Either version would be OK, Atticaunt. You could use Puffins adjectivally, i.e. the class of the type, "Puffins", or the possessive plural, Puffins', because it's the class of/used by/reserved for the Puffins. I prefer the latter, but others here would probably suggest the former.
I'm going to muddy the waters. I think we're barking up the wrong puffin here: both Puffins Class and Puffins' Class sit uneasily with me. But it's not an apostrophe issue, it's a singular/plural issue.
I'd prefer Puffin Class. What are the other classes called?
My local primary school has Oak Class and Beech Class; cubs and scouts have Badger Troupe and Red Six.

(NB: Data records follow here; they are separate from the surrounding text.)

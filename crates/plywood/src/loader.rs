//! Fragment file loading, canonical naming, and directory enumeration.
//!
//! Canonical template names are root-relative, slash-separated paths with
//! the extension preserved (`a/b.html` for `<root>/a/b.html`), regardless of
//! the host path-separator convention. The directory walk visits entries in
//! sorted order so repeated walks of an unchanged tree enumerate files
//! identically.

use std::fs;
use std::path::{Path, PathBuf};

use crate::error::{ComposeError, Result};
use crate::options::Options;

/// Reads a fragment file's content as text.
///
/// Fails with [`ComposeError::EmptyTemplate`] when the file exists but is
/// zero bytes, and [`ComposeError::Io`] when it cannot be read. No retries:
/// an i/o failure aborts the compile pass that triggered the load.
pub fn load_file_source(path: &Path) -> Result<String> {
    let src = fs::read_to_string(path).map_err(|e| ComposeError::io(path, e))?;
    if src.is_empty() {
        return Err(ComposeError::EmptyTemplate {
            path: path.to_path_buf(),
        });
    }
    Ok(src)
}

/// Derives the canonical template name for a file under `base`.
///
/// The name is the path relative to `base`, joined with forward slashes.
/// Falls back to the slash-normalized full path when `path` is not under
/// `base` (which only happens for hand-constructed inputs).
pub fn template_name(base: &Path, path: &Path) -> String {
    let rel = path.strip_prefix(base).unwrap_or(path);
    let parts: Vec<String> = rel
        .components()
        .map(|c| c.as_os_str().to_string_lossy().into_owned())
        .collect();
    parts.join("/")
}

/// Returns the file's extension with a leading dot, or an empty string.
pub fn file_extension(path: &Path) -> String {
    match path.extension() {
        Some(ext) => format!(".{}", ext.to_string_lossy()),
        None => String::new(),
    }
}

/// Recursively enumerates all top-level template files under the root.
///
/// Only regular files whose extension is in the recognized set are
/// returned. Entries are visited in sorted order at each directory level,
/// so the result is deterministic for an unchanged tree.
pub fn walk_dir(options: &Options) -> Result<Vec<PathBuf>> {
    let mut files = Vec::new();
    walk_into(&options.directory, options, &mut files)?;
    Ok(files)
}

fn walk_into(dir: &Path, options: &Options, out: &mut Vec<PathBuf>) -> Result<()> {
    let entries = fs::read_dir(dir).map_err(|e| ComposeError::io(dir, e))?;

    let mut paths: Vec<PathBuf> = Vec::new();
    for entry in entries {
        let entry = entry.map_err(|e| ComposeError::io(dir, e))?;
        paths.push(entry.path());
    }
    paths.sort();

    for path in paths {
        if path.is_dir() {
            walk_into(&path, options, out)?;
        } else if options.matches_extension(&file_extension(&path)) {
            out.push(path);
        }
    }
    Ok(())
}
#[cfg(test)]
mod tests {
    use super::*;
    use serde_json::json;

    fn unit_from(fragments: &[(&str, &str)], funcs: Funcs) -> Result<CompiledUnit> {
        let mut cache = FragmentCache::new();
        for (name, src) in fragments {
            cache.add(*name, *src);
        }
        CompiledUnit::build(&cache, &funcs)
    }

    fn unit(fragments: &[(&str, &str)]) -> CompiledUnit {
        unit_from(fragments, Funcs::new()).unwrap()
    }

    #[test]
    fn test_plain_text_roundtrip() {
        let unit = unit(&[("index.html", "just text")]);
        assert_eq!(unit.render("index.html", &json!({})).unwrap(), "just text");
    }

    #[test]
    fn test_rooted_at_first_fragment() {
        let unit = unit(&[("index.html", "a"), ("partials/nav.html", "b")]);
        assert_eq!(unit.name(), "index.html");
        assert!(unit.has_template("partials/nav.html"));
    }

    #[test]
    fn test_dot_path_substitution() {
        let unit = unit(&[("t.html", "Hello, {{ .user.name }}!")]);
        let data = json!({"user": {"name": "Alice"}});
        assert_eq!(unit.render("t.html", &data).unwrap(), "Hello, Alice!");
    }

    #[test]
    fn test_array_index_path() {
        let unit = unit(&[("t.html", "{{ .items.0 }}/{{ .items.2 }}")]);
        let data = json!({"items": ["a", "b", "c"]});
        assert_eq!(unit.render("t.html", &data).unwrap(), "a/c");
    }

    #[test]
    fn test_whole_data_value() {
        let unit = unit(&[("t.html", "got {{ . }}")]);
        assert_eq!(unit.render("t.html", &json!("it")).unwrap(), "got it");
    }

    #[test]
    fn test_missing_path_renders_empty() {
        let unit = unit(&[("t.html", "[{{ .missing.deep }}]")]);
        assert_eq!(unit.render("t.html", &json!({})).unwrap(), "[]");
    }

    #[test]
    fn test_define_produces_no_output_at_declaration() {
        let unit = unit(&[("t.html", r#"a{{ define "x" }}hidden{{ end }}b"#)]);
        assert_eq!(unit.render("t.html", &json!({})).unwrap(), "ab");
        assert_eq!(unit.render("x", &json!({})).unwrap(), "hidden");
    }

    #[test]
    fn test_template_inclusion() {
        let unit = unit(&[(
            "t.html",
            r#"{{ define "greet" }}hi {{ .name }}{{ end }}[{{ template "greet" }}]"#,
        )]);
        let data = json!({"name": "Bob"});
        assert_eq!(unit.render("t.html", &data).unwrap(), "[hi Bob]");
    }

    #[test]
    fn test_template_tag_trailing_token_ignored() {
        let unit = unit(&[(
            "t.html",
            r#"{{ define "row" }}r{{ end }}{{ template "row" .item }}"#,
        )]);
        assert_eq!(unit.render("t.html", &json!({})).unwrap(), "r");
    }

    #[test]
    fn test_nested_defines_both_registered() {
        let unit = unit(&[(
            "t.html",
            r#"{{ define "outer" }}O{{ define "inner" }}I{{ end }}{{ end }}"#,
        )]);
        assert_eq!(unit.render("outer", &json!({})).unwrap(), "O");
        assert_eq!(unit.render("inner", &json!({})).unwrap(), "I");
    }

    #[test]
    fn test_undefined_template_at_execution() {
        let unit = unit(&[("t.html", r#"{{ template "ghost" }}"#)]);
        let err = unit.render("t.html", &json!({})).unwrap_err();
        assert!(matches!(err, ComposeError::UndefinedTemplate { name } if name == "ghost"));
    }

    #[test]
    fn test_executing_unknown_name_fails() {
        let unit = unit(&[("t.html", "x")]);
        let err = unit.render("nope", &json!({})).unwrap_err();
        assert!(matches!(err, ComposeError::UndefinedTemplate { .. }));
    }

    #[test]
    fn test_self_inclusion_hits_recursion_limit() {
        let unit = unit(&[(
            "t.html",
            r#"{{ define "loop" }}{{ template "loop" }}{{ end }}{{ template "loop" }}"#,
        )]);
        let err = unit.render("t.html", &json!({})).unwrap_err();
        assert!(matches!(err, ComposeError::RecursionLimit { .. }));
    }

    #[test]
    fn test_unclosed_delimiter_is_compile_error() {
        let err = unit_from(&[("t.html", "oops {{ .name")], Funcs::new()).unwrap_err();
        assert!(matches!(err, ComposeError::Compile { ref name, .. } if name == "t.html"));
    }

    #[test]
    fn test_stray_end_is_compile_error() {
        let err = unit_from(&[("t.html", "{{ end }}")], Funcs::new()).unwrap_err();
        assert!(err.to_string().contains("unexpected"));
    }

    #[test]
    fn test_unclosed_define_is_compile_error() {
        let err = unit_from(&[("t.html", r#"{{ define "x" }}body"#)], Funcs::new()).unwrap_err();
        assert!(err.to_string().contains("unclosed define"));
    }

    #[test]
    fn test_unknown_function_rejected_at_build() {
        let err = unit_from(&[("t.html", "{{ shout .name }}")], Funcs::new()).unwrap_err();
        assert!(matches!(err, ComposeError::Compile { .. }));
        assert!(err.to_string().contains("shout"));
    }

    #[test]
    fn test_custom_function_with_args() {
        let mut funcs = Funcs::new();
        funcs.insert(
            "join".to_string(),
            Arc::new(|args: &[Value]| {
                let parts: Vec<String> = args.iter().map(format_value).collect();
                Ok(Value::String(parts.join("-")))
            }),
        );
        let unit = unit_from(&[("t.html", r#"{{ join .a "mid" .b }}"#)], funcs).unwrap();
        let data = json!({"a": "x", "b": "y"});
        assert_eq!(unit.render("t.html", &data).unwrap(), "x-mid-y");
    }

    #[test]
    fn test_function_failure_is_render_error() {
        let mut funcs = Funcs::new();
        funcs.insert(
            "fail".to_string(),
            Arc::new(|_: &[Value]| Err("boom".to_string())),
        );
        let unit = unit_from(&[("t.html", "{{ fail }}")], funcs).unwrap();
        let err = unit.render("t.html", &json!({})).unwrap_err();
        assert!(matches!(err, ComposeError::Render { .. }));
        assert!(err.to_string().contains("boom"));
    }

    #[test]
    fn test_string_literal_action() {
        let unit = unit(&[("t.html", r#"{{ "verbatim" }}"#)]);
        assert_eq!(unit.render("t.html", &json!({})).unwrap(), "verbatim");
    }

    #[test]
    fn test_execute_writes_to_sink() {
        let unit = unit(&[("t.html", "n={{ .n }}")]);
        let mut sink = Vec::new();
        unit.execute("t.html", &json!({"n": 7}), &mut sink).unwrap();
        assert_eq!(String::from_utf8(sink).unwrap(), "n=7");
    }
}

Oaks Class, Beeches Class, Badgers Troupe, Reds Six all sound very odd, and bunging in an apostrophe isn't going to help!

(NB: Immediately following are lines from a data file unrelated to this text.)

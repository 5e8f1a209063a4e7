//! Ordered, deduplicated fragment storage for one compile pass.

/// One named unit of template source text, file-backed or inline-defined.
#[derive(Debug, Clone, PartialEq, Eq)]
pub struct Fragment {
    /// Canonical slash-separated name (root-relative path for file-backed
    /// fragments, symbolic string for inline defines).
    pub name: String,
    /// Raw template source, possibly rewritten during resolution.
    pub source: String,
}

/// Insertion-ordered fragment collection, unique by name.
///
/// The cache is scoped to exactly one top-level file's compile pass and is
/// cleared between passes. Insertion order is semantically significant: it
/// determines which `define` occurrence of a colliding name is treated as
/// authoritative, and it is preserved in the compiled namespace.
#[derive(Debug, Default)]
pub struct FragmentCache {
    fragments: Vec<Fragment>,
}

impl FragmentCache {
    /// Creates an empty cache.
    pub fn new() -> Self {
        Self::default()
    }

    /// Returns true when a fragment with the given name is already cached.
    pub fn contains(&self, name: &str) -> bool {
        self.fragments.iter().any(|f| f.name == name)
    }

    /// Appends a fragment, preserving order. First writer wins: an add for
    /// an already-present name is a no-op and returns false.
    pub fn add(&mut self, name: impl Into<String>, source: impl Into<String>) -> bool {
        let name = name.into();
        if self.contains(&name) {
            return false;
        }
        self.fragments.push(Fragment {
            name,
            source: source.into(),
        });
        true
    }

    /// Iterates fragments in insertion order.
    pub fn iter(&self) -> impl Iterator<Item = &Fragment> {
        self.fragments.iter()
    }

    /// Iterates fragments mutably in insertion order (used by resolution).
    pub fn iter_mut(&mut self) -> impl Iterator<Item = &mut Fragment> {
        self.fragments.iter_mut()
    }

    /// The first fragment, i.e. the compile pass's entry fragment.
    pub fn first(&self) -> Option<&Fragment> {
        self.fragments.first()
    }

    /// Number of cached fragments.
    pub fn len(&self) -> usize {
        self.fragments.len()
    }

    /// True when no fragments are cached.
    pub fn is_empty(&self) -> bool {
        self.fragments.is_empty()
    }

    /// Empties the cache between compile passes.
    pub fn clear(&mut self) {
        self.fragments.clear();
    }
}
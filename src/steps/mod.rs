pub mod collect;
pub mod compose;
pub mod write;
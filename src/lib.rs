//! Generates a matched pair of GRUB rescue scripts: a macOS command file that
//! prepares a FAT32 USB stick, and the Linux repair script it carries.

pub mod bundle;
pub mod compose;
pub mod config;
pub mod error;
pub mod output;
pub mod safety;
pub mod validate;

pub use bundle::{generate, RescueBundle};
pub use config::{Architecture, Configuration, Distro, RawConfig, Warning};
pub use error::RescueError;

I'd say it's definitely not possessive: Wolverhampton Girls' School would be a school for girls and Puffins' Class would be a class for puffins rather than children. So it must be adjectival, and although we have sports car and accounts department, they are unusual. Department stores have a shoe department, not a shoes department.
I think Paul has clarified things a lot - it's like the difference between "Football Club" and "Footballers' Club", it just depends what is in your mind when you say/think it. From that analogy, I think, like Paul, that "Puffin Class" works much better.